I've written about this subject before. In 2006, I was amazed:
"That's not insomnia, that's the natural sleep pattern breaking through!"I'm fascinated by the idea of valuing this wakeful interlude by engaging in activities that, for one reason or another, are done especially well in an hour between two sleeps.
But
here's a new article on the subject at BBC.com that a reader pointed out, and it made me want to revive the subject:
"For most of evolution we slept a certain way," says sleep psychologist Gregg Jacobs. "Waking up during the night is part of normal human physiology."
The idea that we must sleep in a consolidated block could be damaging, he says, if it makes people who wake up at night anxious, as this anxiety can itself prohibit sleeps and is likely to seep into waking life too.
Russell Foster, a professor of circadian [body clock] neuroscience at Oxford, shares this point of view.
"Many people wake up at night and panic," he says. "I tell them that what they are experiencing is a throwback to the bi-modal sleep pattern."
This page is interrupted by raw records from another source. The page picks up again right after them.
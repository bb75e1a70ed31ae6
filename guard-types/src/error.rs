//! Error taxonomy for GuardSync.

use thiserror::Error;

/// Errors that can occur in GuardSync operations.
///
/// Each variant carries a distinct recovery policy:
/// - [`CryptoFailure`](Self::CryptoFailure) is fatal; the enrolled secret is
///   malformed and only re-enrollment helps.
/// - [`Unauthorized`](Self::Unauthorized) means the session expired; the
///   caller must re-authenticate, not retry the same call.
/// - [`RateLimited`](Self::RateLimited) asks for backoff before the next
///   attempt.
/// - [`TransientNetwork`](Self::TransientNetwork) is safe to retry with
///   backoff.
/// - [`ProtocolError`](Self::ProtocolError) is surfaced to the caller, never
///   silently treated as "no data".
/// - [`Canceled`](Self::Canceled) is a caller-requested abort, not a failure
///   to retry.
#[derive(Debug, Error)]
pub enum GuardError {
    /// Enrolled secret material is malformed (bad base64). Fatal.
    #[error("crypto failure: {0}")]
    CryptoFailure(String),

    /// The session is expired or invalid; re-authentication required.
    #[error("not authorized")]
    Unauthorized,

    /// The remote service refused the call due to rate limiting, or no
    /// admission slot opened within the caller's patience.
    #[error("rate limited")]
    RateLimited,

    /// Unexpected or unparsable response from the remote service.
    #[error("protocol error: {0}")]
    ProtocolError(String),

    /// Connectivity or timeout failure; safe to retry with backoff.
    #[error("transient network error: {0}")]
    TransientNetwork(String),

    /// The caller aborted the operation.
    #[error("operation canceled")]
    Canceled,

    /// A secondary authenticator type this client cannot satisfy.
    #[error("unsupported second factor: {0}")]
    UnsupportedSecondFactor(String),
}

impl GuardError {
    /// Whether the failed call may be retried as-is after a delay.
    ///
    /// `Unauthorized` is deliberately not retryable: the same call will keep
    /// failing until the caller re-authenticates.
    pub fn is_retryable(&self) -> bool {
        matches!(self, Self::RateLimited | Self::TransientNetwork(_))
    }

    /// Whether the error is fatal for the authenticator as a whole.
    pub fn is_fatal(&self) -> bool {
        matches!(self, Self::CryptoFailure(_))
    }
}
When I first heard about this back in 2006, I thought it might "change my way of living":
I have been thinking that it's just terrible to go to bed as early as 9 only to wake up and see that it's midnight. I've thought that it's important to stay up late enough that you won't just be taking what turns out to be merely a nap, a sleep snack that spoils my appetite for a full meal of sleep. Now, I'm going to think, it's time for first sleep. On waking at midnight, instead of thinking, oh, no, there's no way I can start the day this early if I can't get back to sleep. I'm going to think it's a valuable opportunity, use the time, and feel confident about the arrival of the wholly natural and not at all weird second sleep.
Ah! But I did not change my way of living. And just last night, I encountered and experienced as a problem the very thing I was going to reconceptualize as a valuable opportunity. How fortuitous to have this reminder today!